Grossbritannien will in den Steuerparadiesen unter britischer Flagge wie Isle of Man, Bermuda, den Britischen Jungferninseln und den Kaiman-Inseln mehr Transparenz schaffen. Ein Gesetzesentwurf des Unterhauses sieht vor, dass offengelegt werden muss, wem die dort angesiedelten Briefkastenfirmen gehören.
Doch der Vorsitzende des Geldwäscherei-Ausschusses des Europarats, Daniel Thelesklaf, sieht darin nicht nur Positives.
SRF News: Wie sehr freuen Sie sich über den Effort Grossbritanniens, endlich seine Steuerparadiese an die Kandare zu nehmen?
Daniel Thelesklaf: Grundsätzlich ist es gut und wichtig für die Geldwäschebekämpfung, dass man weiss, wer Gesellschaften kontrolliert. Allerdings bin ich etwas skeptisch, wenn zusätzliche Regulierungen eingeführt werden, ohne dass diese zu einem weltweit gültigen Standard führen.
Im Fall der USA darf man realistischerweise nicht damit rechnen, dass sich bald etwas ändert.
Entscheidend ist wahrscheinlich auch der Zeitpunkt: Ab wann setzt Grossbritannien das neue Gesetz um?
Es geht um Zehntausende wenn nicht Hunderttausende Gesellschaften, die betroffen sind. Insbesondere auf den Britischen Jungferninseln sind sehr viele von ihnen angesiedelt. Ich habe ein gewisses Verständnis dafür, dass man das nicht über Nacht machen kann und man lange Übergangsfristen braucht. Wichtig ist das Signal, das ausgesendet wird. Jetzt wird wohl Bewegung in die Sache kommen und gewisse Gesellschaften werden die betroffenen Standorte wahrscheinlich verlassen.
Sind auch sogenannte Trusts von dem britischen Gesetz betroffen?

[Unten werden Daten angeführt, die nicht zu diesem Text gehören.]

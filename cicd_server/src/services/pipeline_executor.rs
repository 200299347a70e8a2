//! Pipeline executor — drives one run through its jobs as cluster Jobs.
//!
//! Jobs run strictly one at a time in document order. A job may only depend
//! on jobs declared before it; a dependency that has not succeeded (or been
//! skipped) cancels the job and fails the run. After the first failure every
//! job still pending is cancelled.

use std::collections::BTreeMap;
use std::sync::Arc;
use std::time::{Duration, Instant};

use futures::StreamExt;
use tokio::time::sleep_until;
use tokio_util::sync::CancellationToken;

use crate::error::{CicdError, Result};
use crate::events::lifecycle::LifecycleEvent;
use crate::models::pipeline::{JobSpec, Pipeline, PipelineRun};
use crate::models::{JobStatus, RunStatus};
use crate::services::cluster::{
    cluster_job_name, label_value, ClusterApi, JobManifest, JobPhase, Propagation,
    CONTAINER_NAME, LABEL_JOB_NAME, LABEL_PIPELINE_ID, LABEL_RUN_ID,
};
use crate::services::notification::NotificationDispatcher;
use crate::services::output_stream::{
    truncate_output, OutputSink, OutputStream, OutputStreams, TeeSink,
};
use crate::storage::{Bucket, KvStore, KvStoreExt, RecordLock};

/// Persisted per-job log cap.
pub const MAX_LOG_BYTES: usize = 64 * 1024;

/// How long to let the log follower drain after the Job finishes.
const LOG_DRAIN_GRACE: Duration = Duration::from_secs(5);

/// Deadline used when `now + timeout` is not representable.
const FAR_FUTURE: Duration = Duration::from_secs(86_400 * 365 * 30);

#[derive(Debug, Clone)]
pub struct PipelineExecutorSettings {
    /// Base URL injected as the artifact upload target.
    pub public_url: String,
    pub poll_interval: Duration,
}

/// Result of one job attempt.
#[derive(Debug)]
struct JobOutcome {
    status: JobStatus,
    pod: Option<String>,
    exit_code: Option<i32>,
    error: Option<String>,
    logs: Vec<u8>,
}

Das ist eine entscheidende Frage. In Grossbritannien sind Trusts bislang nicht betroffen, nur Gesellschaften müssen ihre wirtschaftlich Berechtigten offenlegen. Ich gehe davon aus, dass die gleiche Lücke auch auf die britischen Übersee-Territorien angewendet wird.
Man muss die Offenlegung weltweit einführen, sonst ziehen die Leute einfach dorthin weiter, wo der neue Standard nicht gilt.
Ist es nicht so, dass durch den Schritt Londons bloss andere Steueroasen, wie solche in den USA oder etwa Panama profitieren werden?
Das ist genau das Problem. Wenn man den Weg einer Offenlegung wählt, dann muss man sie weltweit betreiben, sonst ziehen die Leute einfach in jene Standorte weiter, welche den neuen Standard noch nicht erfüllen. In diesem Fall ist der Bekämpfung der Geldwäscherei überhaupt kein Nutzen getan. Deshalb bin ich auch skeptisch gegenüber der Veröffentlichung solcher Daten. Klar: Transparenz ist wichtig. Aber das heisst nicht unbedingt, dass gleich alles Private öffentlich werden muss – und das nur auf der Hälfte der Welt.
Gibt es Signale aus Panama und den USA, dass man auch dort Transparenz herstellen will?
Beide Länder schneiden in den internationalen Vergleichen schlecht ab. Die USA haben bei der Gafi-Prüfung die tiefstmögliche Note bekommen, was die Transparenz der Gesellschaften angeht. Der Druck auf diese Länder, mehr zu tun, wird deshalb anhalten. Realistischerweise darf man zumindest im Fall der USA aber nicht damit rechnen, dass sich bald etwas ändert.
Welche Konsequenzen haben die britischen Gesetzespläne allenfalls für den Finanzplatz Schweiz?
Die Schweiz hat die Finanzplatz-Prüfung des Gafi bestanden, deshalb besteht kein unmittelbarer Bedarf für Gesetzesanpassungen. Man wird hierzulande wohl nicht so weit gehen, die Angaben der wirtschaftlich Berechtigten öffentlich zu machen. So lange die USA das auch nicht machen, wird der Druck dafür auch auf die Schweiz nicht allzu gross.
Das Gespräch führte Ivana Pribakovic.